**Record extracts:**
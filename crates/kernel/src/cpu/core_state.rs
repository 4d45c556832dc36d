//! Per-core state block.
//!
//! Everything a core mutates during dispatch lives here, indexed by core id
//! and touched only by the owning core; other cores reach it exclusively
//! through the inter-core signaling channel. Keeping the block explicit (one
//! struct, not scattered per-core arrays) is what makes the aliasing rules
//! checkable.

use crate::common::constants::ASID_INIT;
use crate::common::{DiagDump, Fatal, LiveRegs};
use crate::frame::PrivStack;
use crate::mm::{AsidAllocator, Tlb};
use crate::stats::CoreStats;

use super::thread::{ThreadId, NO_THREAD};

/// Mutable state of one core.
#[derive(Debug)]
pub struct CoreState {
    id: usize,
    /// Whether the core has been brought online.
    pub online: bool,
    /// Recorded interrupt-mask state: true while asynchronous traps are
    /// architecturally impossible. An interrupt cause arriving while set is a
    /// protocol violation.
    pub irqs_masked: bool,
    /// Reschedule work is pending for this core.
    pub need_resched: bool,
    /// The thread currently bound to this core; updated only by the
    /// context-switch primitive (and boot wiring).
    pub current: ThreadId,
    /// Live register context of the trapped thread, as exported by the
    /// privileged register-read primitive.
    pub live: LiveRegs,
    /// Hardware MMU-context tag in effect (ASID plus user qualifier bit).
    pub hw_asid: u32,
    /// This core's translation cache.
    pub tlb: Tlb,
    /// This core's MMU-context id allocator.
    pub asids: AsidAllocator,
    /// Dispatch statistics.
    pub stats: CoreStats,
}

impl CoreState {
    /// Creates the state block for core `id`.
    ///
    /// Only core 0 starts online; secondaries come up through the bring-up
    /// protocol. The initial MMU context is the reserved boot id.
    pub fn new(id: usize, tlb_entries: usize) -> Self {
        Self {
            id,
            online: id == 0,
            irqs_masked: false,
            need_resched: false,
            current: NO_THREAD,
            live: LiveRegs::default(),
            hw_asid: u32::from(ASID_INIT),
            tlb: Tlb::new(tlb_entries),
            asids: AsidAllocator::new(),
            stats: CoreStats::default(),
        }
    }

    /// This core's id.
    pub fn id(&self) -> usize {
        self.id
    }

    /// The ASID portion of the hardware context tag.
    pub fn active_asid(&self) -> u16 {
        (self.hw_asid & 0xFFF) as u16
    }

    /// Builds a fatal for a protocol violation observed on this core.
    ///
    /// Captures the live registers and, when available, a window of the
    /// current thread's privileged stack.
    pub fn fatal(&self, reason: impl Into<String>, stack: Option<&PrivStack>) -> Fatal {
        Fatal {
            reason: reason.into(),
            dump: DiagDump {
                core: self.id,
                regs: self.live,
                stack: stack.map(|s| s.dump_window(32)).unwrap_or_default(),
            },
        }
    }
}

**Your assignment:** Reproduce the whole listing, exactly.

**Answer box:**
filename crates/kernel/src/cpu/core_state.rs
repository 4d45c556832dc36d
//! Per-core state block.
//!
//! Everything a core mutates during dispatch lives here, indexed by core id
//! and touched only by the owning core; other cores reach it exclusively
//! through the inter-core signaling channel. Keeping the block explicit (one
//! struct, not scattered per-core arrays) is what makes the aliasing rules
//! checkable.

use crate::common::constants::ASID_INIT;
use crate::common::{DiagDump, Fatal, LiveRegs};
use crate::frame::PrivStack;
use crate::mm::{AsidAllocator, Tlb};
use crate::stats::CoreStats;

use super::thread::{ThreadId, NO_THREAD};

/// Mutable state of one core.
#[derive(Debug)]
pub struct CoreState {
    id: usize,
    /// Whether the core has been brought online.
    pub online: bool,
    /// Recorded interrupt-mask state: true while asynchronous traps are
    /// architecturally impossible. An interrupt cause arriving while set is a
    /// protocol violation.
    pub irqs_masked: bool,
    /// Reschedule work is pending for this core.
    pub need_resched: bool,
    /// The thread currently bound to this core; updated only by the
    /// context-switch primitive (and boot wiring).
    pub current: ThreadId,
    /// Live register context of the trapped thread, as exported by the
    /// privileged register-read primitive.
    pub live: LiveRegs,
    /// Hardware MMU-context tag in effect (ASID plus user qualifier bit).
    pub hw_asid: u32,
    /// This core's translation cache.
    pub tlb: Tlb,
    /// This core's MMU-context id allocator.
    pub asids: AsidAllocator,
    /// Dispatch statistics.
    pub stats: CoreStats,
}

impl CoreState {
    /// Creates the state block for core `id`.
    ///
    /// Only core 0 starts online; secondaries come up through the bring-up
    /// protocol. The initial MMU context is the reserved boot id.
    pub fn new(id: usize, tlb_entries: usize) -> Self {
        Self {
            id,
            online: id == 0,
            irqs_masked: false,
            need_resched: false,
            current: NO_THREAD,
            live: LiveRegs::default(),
            hw_asid: u32::from(ASID_INIT),
            tlb: Tlb::new(tlb_entries),
            asids: AsidAllocator::new(),
            stats: CoreStats::default(),
        }
    }

    /// This core's id.
    pub fn id(&self) -> usize {
        self.id
    }

    /// The ASID portion of the hardware context tag.
    pub fn active_asid(&self) -> u16 {
        (self.hw_asid & 0xFFF) as u16
    }

    /// Builds a fatal for a protocol violation observed on this core.
    ///
    /// Captures the live registers and, when available, a window of the
    /// current thread's privileged stack.
    pub fn fatal(&self, reason: impl Into<String>, stack: Option<&PrivStack>) -> Fatal {
        Fatal {
            reason: reason.into(),
            dump: DiagDump {
                core: self.id,
                regs: self.live,
                stack: stack.map(|s| s.dump_window(32)).unwrap_or_default(),
            },
        }
    }
}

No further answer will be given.